THE PROBLEM: Up to and including the line with "(and is greeted).", copy the records below exactly from their first line.

EXCERPTED DATA:
//! What a connected peer is allowed to do.

use std::fmt;
use std::ops::BitOr;

/// Bitmask of granted capabilities.
#[derive(Debug, Clone, Copy, PartialEq, Eq, Hash, Default)]
pub struct Permissions(u8);

impl Permissions {
    /// No access; the connection is refused.
    pub const NONE: Permissions = Permissions(0);
    /// Peer may receive our bundles (and is greeted).
    pub const READ: Permissions = Permissions(1);
    /// Peer may send us bundles.
    pub const WRITE: Permissions = Permissions(2);
    /// Peer may cause new containers to be made on its behalf.
    pub const MAKE: Permissions = Permissions(4);
    /// Everything.
    pub const ALL: Permissions = Permissions(7);

    /// From a raw bitmask; unknown bits are dropped.
    pub const fn from_bits(bits: u8) -> Self {
        Permissions(bits & Self::ALL.0)
    }

    /// Raw bitmask.
    pub const fn bits(self) -> u8 {
        self.0
    }

    /// Whether every capability in `other` is granted.
    pub const fn contains(self, other: Permissions) -> bool {
        self.0 & other.0 == other.0
    }

    /// True when nothing is granted.
    pub const fn is_empty(self) -> bool {
        self.0 == 0
    }
}

impl BitOr for Permissions {
    type Output = Permissions;

    fn bitor(self, rhs: Permissions) -> Permissions {
        Permissions(self.0 | rhs.0)
    }
}

impl fmt::Display for Permissions {
    fn fmt(&self, f: &mut fmt::Formatter<'_>) -> fmt::Result {
        let flag = |p: Permissions, c: char| if self.contains(p) { c } else { '-' };
        write!(
            f,
            "{}{}{}",
            flag(Self::READ, 'r'),
            flag(Self::WRITE, 'w'),
            flag(Self::MAKE, 'm')
        )
    }
}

ANSWER TO THE EXERCISE:
//! What a connected peer is allowed to do.

use std::fmt;
use std::ops::BitOr;

/// Bitmask of granted capabilities.
#[derive(Debug, Clone, Copy, PartialEq, Eq, Hash, Default)]
pub struct Permissions(u8);

impl Permissions {
    /// No access; the connection is refused.
    pub const NONE: Permissions = Permissions(0);
    /// Peer may receive our bundles (and is greeted).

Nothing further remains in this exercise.